_Exercise:_
Copy each line of the entries that includes the word "last".
··· Task material
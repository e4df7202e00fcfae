use crate::foundation::error::{NeonError, NeonResult};
use crate::foundation::math::{add_sat_u8, mul_div255_u16};

/// Premultiplied RGBA8 pixel.
pub(crate) type PremulRgba8 = [u8; 4];

/// Integer pixel rectangle inside a surface.
#[derive(Clone, Copy, Debug, PartialEq, Eq)]
pub(crate) struct PixelRect {
    pub(crate) x0: u32,
    pub(crate) y0: u32,
    pub(crate) width: u32,
    pub(crate) height: u32,
}

impl PixelRect {
    /// Bounds `[min, max]` (device pixels) grown by `pad`, clipped to a `surface_w x surface_h`
    /// surface. `None` when nothing remains.
    pub(crate) fn around(
        min: (f64, f64),
        max: (f64, f64),
        pad: f64,
        surface_w: u32,
        surface_h: u32,
    ) -> Option<Self> {
        let vals = [min.0, min.1, max.0, max.1, pad];
        if vals.iter().any(|v| !v.is_finite()) {
            return None;
        }
        let x0 = (min.0 - pad).floor().max(0.0);
        let y0 = (min.1 - pad).floor().max(0.0);
        let x1 = (max.0 + pad).ceil().min(f64::from(surface_w));
        let y1 = (max.1 + pad).ceil().min(f64::from(surface_h));
        if x1 <= x0 || y1 <= y0 {
            return None;
        }
        Some(Self {
            x0: x0 as u32,
            y0: y0 as u32,
            width: (x1 - x0) as u32,
            height: (y1 - y0) as u32,
        })
    }

    pub(crate) fn byte_len(self) -> usize {
        self.width as usize * self.height as usize * 4
    }
}

/// Source-over for one premultiplied pixel.
pub(crate) fn over(dst: PremulRgba8, src: PremulRgba8) -> PremulRgba8 {
    if src[3] == 0 {
        return dst;
    }
    if src[3] == 255 {
        return src;
    }
    let inv = 255u16 - u16::from(src[3]);
    let mut out = [0u8; 4];
    for i in 0..4 {
        out[i] = add_sat_u8(u16::from(src[i]), mul_div255_u16(u16::from(dst[i]), inv));
    }
    out
}

/// Composite a region-sized premultiplied buffer over `dst` (a full `dst_width`-wide surface).
pub(crate) fn over_region(
    dst: &mut [u8],
    dst_width: u32,
    region: PixelRect,
    src: &[u8],
) -> NeonResult<()> {
    if src.len() != region.byte_len() {
        return Err(NeonError::render(
            "over_region expects src matching region width*height*4",
        ));
    }
    let dst_rows = dst.len() / (dst_width as usize * 4).max(1);
    if region.x0 + region.width > dst_width || (region.y0 + region.height) as usize > dst_rows {
        return Err(NeonError::render("composite region exceeds surface bounds"));
    }

    let row_bytes = region.width as usize * 4;
    for (ry, src_row) in src.chunks_exact(row_bytes).enumerate() {
        let y = region.y0 as usize + ry;
        let start = (y * dst_width as usize + region.x0 as usize) * 4;
        let dst_row = &mut dst[start..start + row_bytes];
        for (d, s) in dst_row.chunks_exact_mut(4).zip(src_row.chunks_exact(4)) {
            let out = over([d[0], d[1], d[2], d[3]], [s[0], s[1], s[2], s[3]]);
            d.copy_from_slice(&out);
        }
    }
    Ok(())
}

/// Flatten premultiplied RGBA8 over an opaque background, producing opaque straight RGBA8.
pub(crate) fn flatten_premul_over_bg_to_opaque_rgba8(
    dst: &mut [u8],
    src_premul: &[u8],
    bg_rgba: [u8; 4],
) -> NeonResult<()> {
    if dst.len() != src_premul.len() || !dst.len().is_multiple_of(4) {
        return Err(NeonError::validation(
            "flatten_premul_over_bg_to_opaque_rgba8 expects equal-length rgba8 buffers",
        ));
    }

    let bg = [
        u16::from(bg_rgba[0]),
        u16::from(bg_rgba[1]),
        u16::from(bg_rgba[2]),
    ];
    for (d, s) in dst.chunks_exact_mut(4).zip(src_premul.chunks_exact(4)) {
        let a = u16::from(s[3]);
        if a == 255 {
            d.copy_from_slice(s);
            continue;
        }
        let inv = 255u16 - a;
        for i in 0..3 {
            d[i] = add_sat_u8(u16::from(s[i]), mul_div255_u16(bg[i], inv));
        }
        d[3] = 255;
    }
    Ok(())
}

/// Convert premultiplied RGBA8 to straight alpha in place.
pub(crate) fn unpremultiply_rgba8_in_place(data: &mut [u8]) {
    for px in data.chunks_exact_mut(4) {
        let a = u16::from(px[3]);
        if a == 0 {
            px[..3].fill(0);
            continue;
        }
        if a == 255 {
            continue;
        }
        for c in &mut px[..3] {
            let v = (u16::from(*c) * 255 + a / 2) / a;
            *c = v.min(255) as u8;
        }
    }
}

#[cfg(test)]
#[path = "../../tests/unit/render/composite.rs"]
mod tests;
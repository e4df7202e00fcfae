use crate::foundation::core::{Point, Rgba8};
use crate::geometry::heart::HeartOutline;
use crate::render::style::{Shadow, StrokeStyle};
use crate::render::surface::Surface;

/// Number of stacked strokes per glow segment.
pub const GLOW_PASS_COUNT: usize = 7;

struct GlowPass {
    width: f64,
    blur: f64,
    stroke: Rgba8,
    shadow: Rgba8,
}

const HOT_PINK: Rgba8 = Rgba8::rgb(255, 0, 128);

// Outermost first: widest, blurriest, most transparent magenta down to a thin white core.
const GLOW_PASSES: [GlowPass; GLOW_PASS_COUNT] = [
    GlowPass {
        width: 20.0,
        blur: 50.0,
        stroke: Rgba8::rgba(255, 0, 128, 102),
        shadow: HOT_PINK,
    },
    GlowPass {
        width: 16.0,
        blur: 40.0,
        stroke: Rgba8::rgba(255, 0, 128, 153),
        shadow: HOT_PINK,
    },
    GlowPass {
        width: 12.0,
        blur: 30.0,
        stroke: HOT_PINK,
        shadow: Rgba8::rgb(255, 20, 147),
    },
    GlowPass {
        width: 8.0,
        blur: 20.0,
        stroke: Rgba8::rgb(255, 51, 170),
        shadow: Rgba8::rgb(255, 51, 170),
    },
    GlowPass {
        width: 5.0,
        blur: 15.0,
        stroke: Rgba8::rgb(255, 153, 221),
        shadow: Rgba8::rgb(255, 102, 204),
    },
    GlowPass {
        width: 2.0,
        blur: 10.0,
        stroke: Rgba8::WHITE,
        shadow: Rgba8::WHITE,
    },
    GlowPass {
        width: 1.0,
        blur: 5.0,
        stroke: Rgba8::WHITE,
        shadow: Rgba8::WHITE,
    },
];

/// Stroke styles for the glow passes at `intensity`, outermost first.
///
/// Widths and blur radii scale linearly with `intensity`; colors do not. A non-finite or negative
/// intensity is treated as 0.
pub fn glow_passes(intensity: f64) -> [StrokeStyle; GLOW_PASS_COUNT] {
    let k = if intensity.is_finite() {
        intensity.max(0.0)
    } else {
        0.0
    };
    GLOW_PASSES.each_ref().map(|pass| {
        StrokeStyle::new(pass.stroke, pass.width * k).with_shadow(Shadow {
            blur: pass.blur * k,
            color: pass.shadow,
        })
    })
}

/// Draw one neon segment as [`GLOW_PASS_COUNT`] stacked strokes.
pub fn draw_glow_segment<S: Surface + ?Sized>(
    surface: &mut S,
    p1: Point,
    p2: Point,
    intensity: f64,
) {
    for style in glow_passes(intensity) {
        surface.stroke_line(p1, p2, &style);
    }
}

/// Draw every segment of `outline` at one intensity.
pub fn draw_glow_outline<S: Surface + ?Sized>(
    surface: &mut S,
    outline: &HeartOutline,
    intensity: f64,
) {
    let passes = glow_passes(intensity);
    for (p1, p2) in outline.segments() {
        for style in &passes {
            surface.stroke_line(p1, p2, style);
        }
    }
}

#[cfg(test)]
#[path = "../../tests/unit/effects/glow.rs"]
mod tests;
pub(crate) mod backend;
pub(crate) mod blur;
pub(crate) mod composite;
pub(crate) mod cpu;
pub(crate) mod recording;
pub(crate) mod style;
pub(crate) mod surface;
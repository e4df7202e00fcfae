pub(crate) mod clock;
pub(crate) mod controller;
pub(crate) mod restart;
pub(crate) mod scheduler;
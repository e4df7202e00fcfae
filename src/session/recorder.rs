use crate::animation::clock::ManualClock;
use crate::animation::controller::{AnimationController, AnimationPhase, FrameOutcome};
use crate::animation::restart::RestartSignal;
use crate::animation::scheduler::ManualScheduler;
use crate::encode::sink::{FrameSink, SinkConfig};
use crate::foundation::core::{Fps, FrameIndex};
use crate::foundation::error::{NeonError, NeonResult};
use crate::render::backend::FrameRGBA;
use crate::render::cpu::{CpuSurface, CpuSurfaceOpts};

type OfflineController = AnimationController<CpuSurface, ManualScheduler, ManualClock>;

/// Options for an offline [`Recorder`].
#[derive(Clone, Copy, Debug, PartialEq, serde::Serialize, serde::Deserialize)]
pub struct RecorderOpts {
    /// Logical surface width.
    pub width: f64,
    /// Logical surface height.
    pub height: f64,
    /// Device pixel ratio; output frames are `round(size * dpr)` pixels.
    pub dpr: f64,
    /// Frame rate used to advance the clock between frames.
    pub fps: Fps,
    /// Fire the restart signal right before this frame.
    pub restart_at: Option<FrameIndex>,
    /// Raster surface options.
    pub surface: CpuSurfaceOpts,
}

impl Default for RecorderOpts {
    fn default() -> Self {
        Self {
            width: 400.0,
            height: 300.0,
            dpr: 1.0,
            fps: Fps { num: 60, den: 1 },
            restart_at: None,
            surface: CpuSurfaceOpts::default(),
        }
    }
}

/// Summary of a [`Recorder::record`] call.
#[derive(Clone, Copy, Debug, PartialEq, serde::Serialize, serde::Deserialize)]
pub struct RecordStats {
    /// Frames pushed to the sink.
    pub frames: u64,
    /// Output width in pixels.
    pub width: u32,
    /// Output height in pixels.
    pub height: u32,
    /// Restarts performed during the recording.
    pub restarts: u64,
    /// Phase after the last frame.
    pub final_phase: AnimationPhase,
    /// Reveal progress after the last frame.
    pub final_progress: f64,
}

/// Runs the animation offline on a [`CpuSurface`] with a manual clock and scheduler.
///
/// Frame `n` is produced by advancing the clock `n` frame durations from the start and delivering
/// one due frame callback per step.
pub struct Recorder {
    opts: RecorderOpts,
    controller: OfflineController,
    clock: ManualClock,
    restart: RestartSignal,
    next_frame: u64,
}

impl Recorder {
    /// Build the surface and controller and start the first run.
    #[tracing::instrument(level = "debug")]
    pub fn new(opts: RecorderOpts) -> NeonResult<Self> {
        let fps = Fps::new(opts.fps.num, opts.fps.den)?;
        let opts = RecorderOpts { fps, ..opts };
        let (controller, clock) = build_controller(&opts)?;
        let restart = controller.subscribe_restart();
        Ok(Self {
            opts,
            controller,
            clock,
            restart,
            next_frame: 0,
        })
    }

    /// Recorder options.
    pub fn opts(&self) -> &RecorderOpts {
        &self.opts
    }

    /// The driven controller.
    pub fn controller(&self) -> &AnimationController<CpuSurface, ManualScheduler, ManualClock> {
        &self.controller
    }

    /// Trigger shared with the controller; firing it restarts at the next step, which then draws
    /// segment 0 of the fresh outline.
    pub fn restart_signal(&self) -> RestartSignal {
        self.restart.clone()
    }

    /// Index of the frame the next [`Self::step`] produces.
    pub fn next_frame(&self) -> FrameIndex {
        FrameIndex(self.next_frame)
    }

    /// Discard all state and start over at frame 0.
    pub fn reset(&mut self) -> NeonResult<()> {
        let (controller, clock) = build_controller(&self.opts)?;
        self.restart = controller.subscribe_restart();
        self.controller = controller;
        self.clock = clock;
        self.next_frame = 0;
        Ok(())
    }

    /// Produce the next frame. Returns `None` when no frame callback was pending.
    pub fn step(&mut self) -> Option<FrameOutcome> {
        let n = self.next_frame;
        if self.opts.restart_at == Some(FrameIndex(n)) {
            self.restart.fire();
        }
        if n > 0 {
            self.clock.advance_ms(self.opts.fps.frame_duration_ms());
        }
        self.next_frame += 1;

        // Queued restarts replace the pending frame before anything is delivered.
        self.controller.process_events();
        let handle = self.controller.scheduler_mut().take_due()?;
        let outcome = self.controller.on_frame(handle);
        tracing::trace!(frame = n, ?outcome, "stepped");
        Some(outcome)
    }

    /// Render frame `n`, stepping forward (or resetting first when `n` was already passed).
    pub fn render_frame(&mut self, n: FrameIndex) -> NeonResult<FrameRGBA> {
        if n.0 < self.next_frame {
            self.reset()?;
        }
        while self.next_frame <= n.0 {
            self.step();
        }
        self.controller.surface().snapshot()
    }

    /// Render frames `[0, frames)` into `sink`.
    #[tracing::instrument(level = "debug", skip(self, sink))]
    pub fn record(&mut self, frames: u64, sink: &mut dyn FrameSink) -> NeonResult<RecordStats> {
        if frames == 0 {
            return Err(NeonError::validation("record needs at least one frame"));
        }
        if self.next_frame != 0 {
            self.reset()?;
        }
        let runs_before = self.controller.runs();

        let (width, height) = self.controller.surface().pixel_size().ok_or_else(|| {
            NeonError::surface_unavailable("recorder surface lost its drawing context")
        })?;
        sink.begin(SinkConfig {
            width,
            height,
            fps: self.opts.fps,
        })?;

        for idx in 0..frames {
            self.step();
            let frame = self.controller.surface().snapshot()?;
            sink.push_frame(FrameIndex(idx), &frame)?;
        }
        sink.end()?;

        let stats = RecordStats {
            frames,
            width,
            height,
            restarts: self.controller.runs() - runs_before,
            final_phase: self.controller.phase(),
            final_progress: self.controller.progress(),
        };
        tracing::info!(
            frames,
            width,
            height,
            restarts = stats.restarts,
            "recording finished"
        );
        Ok(stats)
    }
}

fn build_controller(opts: &RecorderOpts) -> NeonResult<(OfflineController, ManualClock)> {
    let surface = CpuSurface::new(opts.width, opts.height, opts.dpr, opts.surface)?;
    let clock = ManualClock::new();
    let mut controller = AnimationController::new(surface, ManualScheduler::new(), clock.clone());
    if !controller.start() {
        return Err(NeonError::surface_unavailable(format!(
            "cannot draw on a {}x{} surface at dpr {}",
            opts.width, opts.height, opts.dpr
        )));
    }
    Ok((controller, clock))
}

#[cfg(test)]
#[path = "../../tests/unit/session/recorder.rs"]
mod tests;
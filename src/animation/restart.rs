use std::sync::mpsc::{self, Receiver, Sender, TryRecvError};

/// Zero-argument restart trigger handed to the UI layer.
///
/// Cloneable and `Send`; activations are queued until the controller drains them.
#[derive(Clone, Debug)]
pub struct RestartSignal {
    tx: Sender<()>,
}

impl RestartSignal {
    /// Request a restart. Returns `false` once the controller is gone.
    pub fn fire(&self) -> bool {
        self.tx.send(()).is_ok()
    }
}

/// Receiving end owned by the controller.
#[derive(Debug)]
pub(crate) struct RestartListener {
    tx: Sender<()>,
    rx: Receiver<()>,
}

impl RestartListener {
    pub(crate) fn new() -> Self {
        let (tx, rx) = mpsc::channel();
        Self { tx, rx }
    }

    pub(crate) fn subscribe(&self) -> RestartSignal {
        RestartSignal {
            tx: self.tx.clone(),
        }
    }

    /// Drain all queued activations; returns how many arrived.
    pub(crate) fn drain(&self) -> usize {
        let mut n = 0;
        loop {
            match self.rx.try_recv() {
                Ok(()) => n += 1,
                Err(TryRecvError::Empty) | Err(TryRecvError::Disconnected) => return n,
            }
        }
    }
}

#[cfg(test)]
#[path = "../../tests/unit/animation/restart.rs"]
mod tests;
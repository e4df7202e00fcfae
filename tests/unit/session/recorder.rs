use super::*;
use crate::encode::sink::InMemorySink;

fn fast_opts() -> RecorderOpts {
    RecorderOpts {
        width: 80.0,
        height: 60.0,
        surface: CpuSurfaceOpts::default().with_shadows(false),
        ..RecorderOpts::default()
    }
}

#[test]
fn defaults_match_widget_canvas() {
    let opts = RecorderOpts::default();
    assert_eq!((opts.width, opts.height, opts.dpr), (400.0, 300.0, 1.0));
    assert_eq!(opts.fps, Fps { num: 60, den: 1 });
    assert!(opts.restart_at.is_none());
}

#[test]
fn new_rejects_undrawable_surfaces_and_bad_fps() {
    let tiny = RecorderOpts {
        width: 0.0,
        ..fast_opts()
    };
    assert!(matches!(
        Recorder::new(tiny),
        Err(NeonError::SurfaceUnavailable(_))
    ));
    let bad_fps = RecorderOpts {
        fps: Fps { num: 0, den: 1 },
        ..fast_opts()
    };
    assert!(Recorder::new(bad_fps).is_err());
}

#[test]
fn steps_reveal_then_pulse() {
    let mut rec = Recorder::new(fast_opts()).unwrap();
    assert_eq!(
        rec.step(),
        Some(FrameOutcome::Drew {
            segment: 0,
            progress: 0.5
        })
    );
    for _ in 1..199 {
        assert!(matches!(rec.step(), Some(FrameOutcome::Drew { .. })));
    }
    assert_eq!(
        rec.step(),
        Some(FrameOutcome::Completed { progress: 100.0 })
    );
    match rec.step() {
        Some(FrameOutcome::Pulsed { elapsed_ms, .. }) => {
            assert!((elapsed_ms - 1000.0 / 60.0).abs() < 1e-9);
        }
        other => panic!("expected an idle frame, got {other:?}"),
    }
    assert_eq!(rec.next_frame(), FrameIndex(201));
}

#[test]
fn render_frame_rewinds_when_needed() {
    let mut rec = Recorder::new(fast_opts()).unwrap();
    let late = rec.render_frame(FrameIndex(20)).unwrap();
    let early = rec.render_frame(FrameIndex(5)).unwrap();
    assert_eq!(rec.next_frame(), FrameIndex(6));
    assert_ne!(late, early);
    assert_eq!(rec.render_frame(FrameIndex(5)).unwrap(), early);
}

#[test]
fn record_streams_frames_and_reports_restarts() {
    let opts = RecorderOpts {
        restart_at: Some(FrameIndex(3)),
        ..fast_opts()
    };
    let mut rec = Recorder::new(opts).unwrap();
    let mut sink = InMemorySink::new();
    let stats = rec.record(6, &mut sink).unwrap();

    assert_eq!(stats.frames, 6);
    assert_eq!((stats.width, stats.height), (80, 60));
    assert_eq!(stats.restarts, 1);
    // Frame 3 restarts and draws segment 0; frames 4 and 5 draw segments 1 and 2.
    assert_eq!(stats.final_phase, AnimationPhase::Drawing { next_segment: 3 });
    assert_eq!(stats.final_progress, 1.5);
    assert_eq!(sink.frames().len(), 6);
    assert!(sink.is_finished());

    assert!(rec.record(0, &mut sink).is_err());
}

#[test]
fn fired_restart_replaces_the_pending_frame_in_the_same_step() {
    let mut rec = Recorder::new(fast_opts()).unwrap();
    for _ in 0..200 {
        rec.step();
    }
    assert!(matches!(
        rec.controller().phase(),
        AnimationPhase::Idle { .. }
    ));
    let idle = rec.controller().pending_frame().unwrap();
    let cancelled = rec.controller().scheduler().cancelled_count();

    rec.restart_signal().fire();
    assert_eq!(
        rec.step(),
        Some(FrameOutcome::Drew {
            segment: 0,
            progress: 0.5
        })
    );
    assert!(!rec.controller().scheduler().is_pending(idle));
    assert_eq!(rec.controller().scheduler().cancelled_count(), cancelled + 1);
    assert_eq!(rec.controller().scheduler().pending_count(), 1);
    assert_eq!(rec.controller().runs(), 2);
}

#[test]
fn stats_serialize_to_json() {
    let stats = RecordStats {
        frames: 2,
        width: 4,
        height: 2,
        restarts: 0,
        final_phase: AnimationPhase::Idle { started_ms: 5.0 },
        final_progress: 100.0,
    };
    let v = serde_json::to_value(stats).unwrap();
    assert_eq!(v["final_phase"]["phase"], "idle");
    assert_eq!(v["frames"], 2);
}
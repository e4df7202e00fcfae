use std::path::{Path, PathBuf};

use anyhow::Context as _;

use crate::encode::sink::{FrameOrder, FrameSink, SinkConfig, check_frame_size, ensure_parent_dir};
use crate::foundation::core::FrameIndex;
use crate::foundation::error::{NeonError, NeonResult};
use crate::render::backend::FrameRGBA;
use crate::render::composite::unpremultiply_rgba8_in_place;

/// Write one frame as a straight-alpha PNG, creating parent directories as needed.
pub fn write_png(path: &Path, frame: &FrameRGBA) -> NeonResult<()> {
    ensure_parent_dir(path)?;
    let mut straight = frame.data.clone();
    if frame.premultiplied {
        unpremultiply_rgba8_in_place(&mut straight);
    }
    image::save_buffer_with_format(
        path,
        &straight,
        frame.width,
        frame.height,
        image::ColorType::Rgba8,
        image::ImageFormat::Png,
    )
    .with_context(|| format!("write png '{}'", path.display()))?;
    Ok(())
}

/// Writes `frame_00000.png`, `frame_00001.png`, ... into a directory.
///
/// The file name carries the frame index, so gaps in the index sequence show up as gaps in
/// the numbering.
#[derive(Debug)]
pub struct PngSequenceSink {
    dir: PathBuf,
    cfg: Option<SinkConfig>,
    order: FrameOrder,
    written: Vec<PathBuf>,
}

impl PngSequenceSink {
    /// Sink writing into `dir` (created on `begin`).
    pub fn new(dir: impl Into<PathBuf>) -> Self {
        Self {
            dir: dir.into(),
            cfg: None,
            order: FrameOrder::default(),
            written: Vec::new(),
        }
    }

    /// Path used for frame `idx`.
    pub fn frame_path(&self, idx: FrameIndex) -> PathBuf {
        self.dir.join(format!("frame_{:05}.png", idx.0))
    }

    /// Files written since the last `begin`.
    pub fn written(&self) -> &[PathBuf] {
        &self.written
    }
}

impl FrameSink for PngSequenceSink {
    fn begin(&mut self, cfg: SinkConfig) -> NeonResult<()> {
        if cfg.width == 0 || cfg.height == 0 {
            return Err(NeonError::validation(
                "png sink width/height must be non-zero",
            ));
        }
        std::fs::create_dir_all(&self.dir).with_context(|| {
            format!("failed to create output directory '{}'", self.dir.display())
        })?;
        self.cfg = Some(cfg);
        self.order.reset();
        self.written.clear();
        Ok(())
    }

    fn push_frame(&mut self, idx: FrameIndex, frame: &FrameRGBA) -> NeonResult<()> {
        let cfg = self
            .cfg
            .as_ref()
            .ok_or_else(|| NeonError::encode("png sink not started"))?;
        check_frame_size(cfg, frame)?;
        self.order.accept(idx)?;

        let path = self.frame_path(idx);
        write_png(&path, frame)?;
        tracing::trace!(path = %path.display(), "wrote frame");
        self.written.push(path);
        Ok(())
    }

    fn end(&mut self) -> NeonResult<()> {
        if self.cfg.take().is_none() {
            return Err(NeonError::encode("png sink not started"));
        }
        tracing::debug!(frames = self.written.len(), dir = %self.dir.display(), "png sequence done");
        Ok(())
    }
}

#[cfg(test)]
#[path = "../../tests/unit/encode/png.rs"]
mod tests;
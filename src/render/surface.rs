use crate::foundation::core::Point;
use crate::foundation::error::NeonResult;
use crate::render::style::{FillStyle, StrokeStyle};

/// A 2D immediate-mode raster target.
///
/// Coordinates are logical pixels; implementations map them to device pixels using the device
/// pixel ratio given to [`Surface::resize`]. Drawing before a successful [`Surface::acquire`] is a
/// no-op.
pub trait Surface {
    /// Set the logical size and device pixel ratio. An acquired context is re-acquired, which
    /// clears it.
    fn resize(&mut self, width: f64, height: f64, dpr: f64) -> NeonResult<()>;

    /// Logical `(width, height)`.
    fn logical_size(&self) -> (f64, f64);

    /// Obtain (or reset) the drawable context with the device pixel scale applied.
    ///
    /// Fails with [`crate::NeonError::SurfaceUnavailable`] when no context can be produced for the
    /// current size.
    fn acquire(&mut self) -> NeonResult<()>;

    /// Erase the whole surface.
    fn clear(&mut self);

    /// Stroke the straight segment `from -> to`.
    fn stroke_line(&mut self, from: Point, to: Point, style: &StrokeStyle);

    /// Fill a full circle.
    fn fill_circle(&mut self, center: Point, radius: f64, style: &FillStyle);

    /// End of one frame's mutations.
    fn present(&mut self) {}
}

impl<S: Surface + ?Sized> Surface for &mut S {
    fn resize(&mut self, width: f64, height: f64, dpr: f64) -> NeonResult<()> {
        (**self).resize(width, height, dpr)
    }

    fn logical_size(&self) -> (f64, f64) {
        (**self).logical_size()
    }

    fn acquire(&mut self) -> NeonResult<()> {
        (**self).acquire()
    }

    fn clear(&mut self) {
        (**self).clear();
    }

    fn stroke_line(&mut self, from: Point, to: Point, style: &StrokeStyle) {
        (**self).stroke_line(from, to, style);
    }

    fn fill_circle(&mut self, center: Point, radius: f64, style: &FillStyle) {
        (**self).fill_circle(center, radius, style);
    }

    fn present(&mut self) {
        (**self).present();
    }
}

pub(crate) fn validate_dimensions(width: f64, height: f64, dpr: f64) -> NeonResult<()> {
    use crate::foundation::error::NeonError;

    if !width.is_finite() || !height.is_finite() || width < 0.0 || height < 0.0 {
        return Err(NeonError::validation(format!(
            "surface size must be finite and non-negative, got {width}x{height}"
        )));
    }
    if !dpr.is_finite() || dpr <= 0.0 {
        return Err(NeonError::validation(format!(
            "device pixel ratio must be > 0, got {dpr}"
        )));
    }
    Ok(())
}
······
_Your solution:_
    /// Phase after the last frame.
    /// Reveal progress after the last frame.
    /// Files written since the last `begin`.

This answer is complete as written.